++++ The records

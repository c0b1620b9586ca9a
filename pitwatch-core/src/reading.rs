//! Readings and the queue wire format
//!
//! A [`Reading`] is one observation for one channel, produced by decoding
//! exactly one queue message body and immutable from then on. The body is
//! the producer's delimited text record `"<timestamp>,<value>"` where the
//! value parses as a floating-point number of degrees.
//!
//! The timestamp is an opaque ordering/display token. It is never used in
//! arithmetic: the trend computation assumes the producer's fixed cadence
//! and works purely off window positions (see [`crate::window`]).
//!
//! Channel and timestamp are stored as inline strings so a `Reading` stays
//! `Copy` and can live in a fixed-size window without heap allocation.

use core::fmt;

use crate::errors::DecodeError;

/// Maximum inline length for channel identifiers
pub const MAX_CHANNEL_ID: usize = 15;

/// Maximum inline length for timestamp tokens
///
/// Longer tokens are truncated on decode; the token is display-only so
/// truncation loses no behavior.
pub const MAX_TIME_TOKEN: usize = 23;

/// Inline string with a fixed maximum length
///
/// Avoids heap allocation for the short identifiers that travel with every
/// reading.
#[derive(Clone, Copy, PartialEq, Eq, Hash)]
pub struct Token<const N: usize> {
    len: u8,
    data: [u8; N],
}

impl<const N: usize> Token<N> {
    /// Create from a string slice; `None` if it does not fit
    pub fn new(s: &str) -> Option<Self> {
        let bytes = s.as_bytes();
        if bytes.len() > N {
            return None;
        }

        let mut data = [0u8; N];
        data[..bytes.len()].copy_from_slice(bytes);

        Some(Self {
            len: bytes.len() as u8,
            data,
        })
    }

    /// Create from a string slice, keeping at most the leading `N` bytes
    ///
    /// Cuts at a character boundary so the result is always valid UTF-8.
    pub fn truncated(s: &str) -> Self {
        let mut end = s.len().min(N);
        while end > 0 && !s.is_char_boundary(end) {
            end -= 1;
        }
        // end is on a char boundary and <= N, so new() cannot fail
        match Self::new(&s[..end]) {
            Some(token) => token,
            None => Self {
                len: 0,
                data: [0u8; N],
            },
        }
    }

    /// Get as string slice
    pub fn as_str(&self) -> &str {
        // Only valid UTF-8 is stored by new(), so this never panics
        core::str::from_utf8(&self.data[..self.len as usize])
            .expect("Token contains invalid UTF-8")
    }
}

impl<const N: usize> fmt::Debug for Token<N> {
    fn fmt(&self, f: &mut fmt::Formatter<'_>) -> fmt::Result {
        write!(f, "{:?}", self.as_str())
    }
}

impl<const N: usize> fmt::Display for Token<N> {
    fn fmt(&self, f: &mut fmt::Formatter<'_>) -> fmt::Result {
        f.write_str(self.as_str())
    }
}

/// Identifier of a monitored channel (e.g. `"01-smoker"`)
pub type ChannelId = Token<MAX_CHANNEL_ID>;

/// Opaque timestamp token as produced upstream (e.g. `"2/26/19 08:30:01"`)
pub type TimeToken = Token<MAX_TIME_TOKEN>;

/// A single observation: one channel, one timestamp token, one value
#[derive(Debug, Clone, Copy, PartialEq)]
pub struct Reading {
    /// Channel this reading belongs to
    pub channel: ChannelId,
    /// Ordering/display token, not used in arithmetic
    pub timestamp: TimeToken,
    /// Measured value in degrees
    pub value: f32,
}

impl Reading {
    /// Decode a queue message body into a reading for `channel`
    ///
    /// Accepts `"<timestamp>,<value>"`; surrounding whitespace on either
    /// field is ignored. NaN and infinities are rejected as
    /// [`DecodeError::BadValue`] - they would poison every trend computed
    /// from the window.
    pub fn decode(channel: ChannelId, body: &[u8]) -> Result<Self, DecodeError> {
        let text = core::str::from_utf8(body).map_err(|_| DecodeError::NotUtf8)?;

        let (stamp, value) = text.split_once(',').ok_or(DecodeError::MissingValue)?;

        let value: f32 = value.trim().parse().map_err(|_| DecodeError::BadValue)?;
        if !value.is_finite() {
            return Err(DecodeError::BadValue);
        }

        Ok(Self {
            channel,
            timestamp: TimeToken::truncated(stamp.trim()),
            value,
        })
    }
}

#[cfg(test)]
mod tests {
    use super::*;

    fn smoker() -> ChannelId {
        ChannelId::new("01-smoker").unwrap()
    }

    #[test]
    fn decode_well_formed_body() {
        let reading = Reading::decode(smoker(), b"2/26/19 08:30:01,224.5").unwrap();
        assert_eq!(reading.value, 224.5);
        assert_eq!(reading.timestamp.as_str(), "2/26/19 08:30:01");
        assert_eq!(reading.channel.as_str(), "01-smoker");
    }

    #[test]
    fn decode_trims_whitespace() {
        let reading = Reading::decode(smoker(), b"08:30:01, 183.0 ").unwrap();
        assert_eq!(reading.value, 183.0);
    }

    #[test]
    fn decode_missing_value_field() {
        let err = Reading::decode(smoker(), b"08:30:01").unwrap_err();
        assert_eq!(err, DecodeError::MissingValue);
    }

    #[test]
    fn decode_non_numeric_value() {
        let err = Reading::decode(smoker(), b"08:30:01,warm").unwrap_err();
        assert_eq!(err, DecodeError::BadValue);

        let err = Reading::decode(smoker(), b"08:30:01,").unwrap_err();
        assert_eq!(err, DecodeError::BadValue);
    }

    #[test]
    fn decode_rejects_non_finite() {
        assert_eq!(
            Reading::decode(smoker(), b"08:30:01,NaN").unwrap_err(),
            DecodeError::BadValue
        );
        assert_eq!(
            Reading::decode(smoker(), b"08:30:01,inf").unwrap_err(),
            DecodeError::BadValue
        );
    }

    #[test]
    fn decode_rejects_binary_garbage() {
        let err = Reading::decode(smoker(), &[0xff, 0xfe, 0x2c, 0x31]).unwrap_err();
        assert_eq!(err, DecodeError::NotUtf8);
    }

    #[test]
    fn long_timestamp_is_truncated_not_rejected() {
        let body = b"a-very-long-timestamp-token-from-upstream,100.0";
        let reading = Reading::decode(smoker(), body).unwrap();
        assert_eq!(reading.value, 100.0);
        assert_eq!(reading.timestamp.as_str().len(), MAX_TIME_TOKEN);
    }

    #[test]
    fn token_rejects_oversize() {
        assert!(ChannelId::new("a-channel-name-longer-than-fits").is_none());
        assert!(ChannelId::new("03-food-B").is_some());
    }
}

++++++++

→ **Task goal**
Write out the material above exactly, please, from its first line up to and including the line where "The body is" appears, and stop there.

→ **Completed task**
repository c0b1620b9586ca9a
filename pitwatch-core/src/reading.rs
//! Readings and the queue wire format
//!
//! A [`Reading`] is one observation for one channel, produced by decoding
//! exactly one queue message body and immutable from then on. The body is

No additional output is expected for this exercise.